Swiss pharmaceutical company Roche Holding Ltd (RHHBY.US) announced positive results from the Phase III evERA study of Giredestrant for breast cancer treatment. Giredestrant helped extend disease progression-free survival in patients with specific types of advanced breast cancer. Whether the drug can extend patient life (overall survival endpoint) remains to be observed, but Roche noted in Monday's statement that there is a "clear positive trend." These results are part of a series of drug trial data that Roche plans to release this year, which will determine the company's future competitiveness. Last week, Roche agreed to acquire biopharmaceutical company 89bio Inc. for up to $3.5 billion to strengthen its pipeline in the booming obesity and related disease treatment market.
Results showed that the study met its primary endpoint, with both the ITT population and ESR1 mutation subgroup achieving statistically significant and clinically meaningful extension of PFS when treated with Giredestrant combined with everolimus. Overall survival (OS) data is not yet mature but shows a clear positive trend. Follow-up will continue for systematic analysis.
Giredestrant is a next-generation oral selective estrogen receptor degrader (SERD) and complete antagonist independently developed by Roche, designed to prevent estrogen from binding to estrogen receptors (ER), induce their degradation, and thereby prevent or slow cancer cell growth.

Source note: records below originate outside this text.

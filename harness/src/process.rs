//! Running external commands
//!
//! Every command the harness runs, setup or test, goes through a
//! [`ProcessRunner`]. [`SystemRunner`] spawns real processes; the
//! memory checker is layered on top as a decorator (see [`crate::memcheck`]).
//!
//! Children are started in their own process group so that a timeout or a
//! cancellation can take down everything they spawned, not just the direct
//! child.

use crate::memcheck::MemcheckReport;
use async_trait::async_trait;
use std::path::PathBuf;
use std::process::{ExitStatus, Stdio};
use std::time::{Duration, Instant};
use thiserror::Error;
use tokio::io::{AsyncRead, AsyncReadExt, AsyncWriteExt};
use tokio::process::{Child, Command};
use tokio::time::timeout;
use tokio_util::sync::CancellationToken;
use tracing::{debug, warn};

/// Upper bound for draining pipes once the child is gone
const IO_CAPTURE_TIMEOUT: Duration = Duration::from_secs(5);

#[derive(Error, Debug)]
pub enum RunnerError {
    #[error("Empty command")]
    EmptyCommand,

    #[error("Cannot split command into arguments (unbalanced quotes?): {command}")]
    InvalidCommand { command: String },

    #[error("Command not found: {program}")]
    CommandNotFound { program: String },

    #[error("Failed to spawn '{command}': {source}")]
    Spawn {
        command: String,
        #[source]
        source: std::io::Error,
    },

    #[error("Memory checker '{tool}' is not available")]
    ToolUnavailable { tool: String },

    #[error("Memory checker report unusable: {message}")]
    MemcheckReport { message: String },

    #[error("IO error: {0}")]
    Io(#[from] std::io::Error),
}

pub type RunnerResult<T> = Result<T, RunnerError>;

/// One command invocation
#[derive(Debug, Clone, PartialEq, Eq)]
pub struct RunRequest {
    /// Program followed by its arguments
    pub argv: Vec<String>,
    pub cwd: Option<PathBuf>,
    pub env: Vec<(String, String)>,
    /// Text written to the child's stdin; stdin is null otherwise
    pub stdin: Option<String>,
    pub timeout: Duration,
    /// `argv` is `sh -c <command>`
    pub shell: bool,
    /// Run under the memory checker, if the runner supports it
    pub memory_check: bool,
    /// Names artifacts left behind, such as a memory checker report
    pub label: Option<String>,
}

impl RunRequest {
    /// Build a request from a command line.
    ///
    /// Without `shell` the line is split with POSIX shell-word rules and the
    /// program is executed directly; with `shell` it is handed to `sh -c`.
    pub fn from_command(command: &str, shell: bool, timeout: Duration) -> RunnerResult<Self> {
        let argv = if shell {
            vec!["sh".to_string(), "-c".to_string(), command.to_string()]
        } else {
            shlex::split(command).ok_or_else(|| RunnerError::InvalidCommand {
                command: command.to_string(),
            })?
        };
        if argv.is_empty() {
            return Err(RunnerError::EmptyCommand);
        }
        Ok(Self {
            argv,
            cwd: None,
            env: Vec::new(),
            stdin: None,
            timeout,
            shell,
            memory_check: false,
            label: None,
        })
    }

    pub fn with_cwd(mut self, cwd: impl Into<PathBuf>) -> Self {
        self.cwd = Some(cwd.into());
        self
    }

    pub fn with_env(mut self, env: impl IntoIterator<Item = (String, String)>) -> Self {
        self.env.extend(env);
        self
    }

    pub fn with_stdin(mut self, stdin: Option<String>) -> Self {
        self.stdin = stdin;
        self
    }

    pub fn with_memory_check(mut self, memory_check: bool) -> Self {
        self.memory_check = memory_check;
        self
    }

    pub fn with_label(mut self, label: impl Into<String>) -> Self {
        self.label = Some(label.into());
        self
    }

    /// Command line for logs and error messages.
    pub fn display(&self) -> String {
        shlex::try_join(self.argv.iter().map(String::as_str))
            .unwrap_or_else(|_| self.argv.join(" "))
    }
}

/// What came out of one command
#[derive(Debug, Clone, Default)]
pub struct ProcessOutput {
    pub stdout: Vec<u8>,
    pub stderr: Vec<u8>,
    /// None when the process was killed by a signal
    pub exit_code: Option<i32>,
    pub timed_out: bool,
    pub cancelled: bool,
    pub duration: Duration,
    /// Present when the command ran under the memory checker
    pub memcheck: Option<MemcheckReport>,
}

impl ProcessOutput {
    /// Exited on its own with status 0.
    pub fn success(&self) -> bool {
        !self.timed_out && !self.cancelled && self.exit_code == Some(0)
    }

    pub fn stdout_text(&self) -> String {
        String::from_utf8_lossy(&self.stdout).into_owned()
    }

    pub fn stderr_text(&self) -> String {
        String::from_utf8_lossy(&self.stderr).into_owned()
    }
}

#[async_trait]
pub trait ProcessRunner: Send + Sync {
    /// Run one command to completion, timeout or cancellation.
    ///
    /// Timeouts and cancellations are reported through [`ProcessOutput`],
    /// not as errors.
    async fn run(
        &self,
        request: &RunRequest,
        cancel: &CancellationToken,
    ) -> RunnerResult<ProcessOutput>;

    /// Whether requests with `memory_check` can be honoured.
    fn memory_check_available(&self) -> RunnerResult<()> {
        Err(RunnerError::ToolUnavailable {
            tool: "memory checker".to_string(),
        })
    }
}

/// Spawns real child processes with tokio
#[derive(Debug, Clone, Default)]
pub struct SystemRunner;

impl SystemRunner {
    pub fn new() -> Self {
        Self
    }
}

enum Termination {
    Exited(ExitStatus),
    TimedOut,
    Cancelled,
}

#[async_trait]
impl ProcessRunner for SystemRunner {
    async fn run(
        &self,
        request: &RunRequest,
        cancel: &CancellationToken,
    ) -> RunnerResult<ProcessOutput> {
        let (program, args) = request.argv.split_first().ok_or(RunnerError::EmptyCommand)?;

        let mut std_cmd = std::process::Command::new(program);
        #[cfg(unix)]
        {
            use std::os::unix::process::CommandExt;
            std_cmd.process_group(0);
        }
        let mut cmd = Command::from(std_cmd);
        cmd.args(args)
            .envs(request.env.iter().map(|(k, v)| (k.as_str(), v.as_str())))
            .stdin(if request.stdin.is_some() {
                Stdio::piped()
            } else {
                Stdio::null()
            })
            .stdout(Stdio::piped())
            .stderr(Stdio::piped())
            .kill_on_drop(true);
        if let Some(cwd) = &request.cwd {
            cmd.current_dir(cwd);
        }

        debug!(command = %request.display(), cwd = ?request.cwd, "spawning process");

        let started = Instant::now();
        let mut child = cmd.spawn().map_err(|source| {
            if source.kind() == std::io::ErrorKind::NotFound {
                RunnerError::CommandNotFound {
                    program: program.clone(),
                }
            } else {
                RunnerError::Spawn {
                    command: request.display(),
                    source,
                }
            }
        })?;
        let pid = child.id();

        if let (Some(input), Some(mut pipe)) = (request.stdin.clone(), child.stdin.take()) {
            tokio::spawn(async move {
                // A child that exits without reading closes the pipe early.
                let _ = pipe.write_all(input.as_bytes()).await;
            });
        }
        let stdout_task = child.stdout.take().map(|pipe| tokio::spawn(read_all(pipe)));
        let stderr_task = child.stderr.take().map(|pipe| tokio::spawn(read_all(pipe)));

        let termination = tokio::select! {
            status = child.wait() => Termination::Exited(status?),
            () = tokio::time::sleep(request.timeout) => {
                warn!(
                    command = %request.display(),
                    timeout_secs = request.timeout.as_secs_f64(),
                    "process timed out; killing"
                );
                kill_tree(&mut child, pid).await;
                Termination::TimedOut
            }
            () = cancel.cancelled() => {
                debug!(command = %request.display(), "cancellation requested; killing process");
                kill_tree(&mut child, pid).await;
                Termination::Cancelled
            }
        };

        // Anything the child left running in its group goes too.
        sweep_group(pid);

        let stdout = collect(stdout_task, "stdout").await;
        let stderr = collect(stderr_task, "stderr").await;

        let mut output = ProcessOutput {
            stdout,
            stderr,
            duration: started.elapsed(),
            ..ProcessOutput::default()
        };
        match termination {
            Termination::Exited(status) => output.exit_code = status.code(),
            Termination::TimedOut => output.timed_out = true,
            Termination::Cancelled => output.cancelled = true,
        }

        debug!(
            command = %request.display(),
            pid = ?pid,
            exit_code = ?output.exit_code,
            timed_out = output.timed_out,
            cancelled = output.cancelled,
            duration_ms = output.duration.as_millis() as u64,
            "process finished"
        );
        Ok(output)
    }
}

async fn read_all<R: AsyncRead + Unpin>(mut pipe: R) -> std::io::Result<Vec<u8>> {
    let mut buf = Vec::new();
    pipe.read_to_end(&mut buf).await?;
    Ok(buf)
}

async fn collect(
    task: Option<tokio::task::JoinHandle<std::io::Result<Vec<u8>>>>,
    stream: &'static str,
) -> Vec<u8> {
    let Some(task) = task else {
        return Vec::new();
    };
    match timeout(IO_CAPTURE_TIMEOUT, task).await {
        Ok(Ok(Ok(buf))) => buf,
        Ok(Ok(Err(err))) => {
            warn!(stream, error = %err, "output capture failed");
            Vec::new()
        }
        Ok(Err(err)) => {
            warn!(stream, error = %err, "output capture task panicked");
            Vec::new()
        }
        Err(_) => {
            warn!(stream, "output capture timed out");
            Vec::new()
        }
    }
}

/// Kill the child's whole process group and reap the child.
async fn kill_tree(child: &mut Child, pid: Option<u32>) {
    sweep_group(pid);
    if let Err(err) = child.start_kill() {
        debug!(error = %err, "child already gone");
    }
    if let Err(err) = child.wait().await {
        warn!(error = %err, "failed to reap killed process");
    }
}

#[cfg(unix)]
fn sweep_group(pid: Option<u32>) {
    use nix::sys::signal::{killpg, Signal};
    use nix::unistd::Pid;

    if let Some(pid) = pid.and_then(|p| i32::try_from(p).ok()) {
        // ESRCH just means the group is already empty.
        let _ = killpg(Pid::from_raw(pid), Signal::SIGKILL);
    }
}

#[cfg(not(unix))]
fn sweep_group(_pid: Option<u32>) {}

The evERA breast cancer study is a randomized, open-label, multicenter clinical trial that evaluated the efficacy and safety of Giredestrant combined with everolimus versus physician's choice of endocrine therapy combined with everolimus in treating locally advanced or metastatic breast cancer patients who are ER-positive and HER2-negative (ER+/HER2-) and have previously received CDK4/6 inhibitor and endocrine therapy treatment in adjuvant or locally advanced/metastatic settings.
The study's primary endpoint was investigator-assessed progression-free survival (PFS) in the intention-to-treat (ITT) population and ESR1 mutation subgroup. The trial was enriched for ESR1 mutation patients above the natural prevalence rate to evaluate efficacy in this population (up to 40% of ER+ patients carry ESR1 mutations among those who have received CDK inhibitor treatment).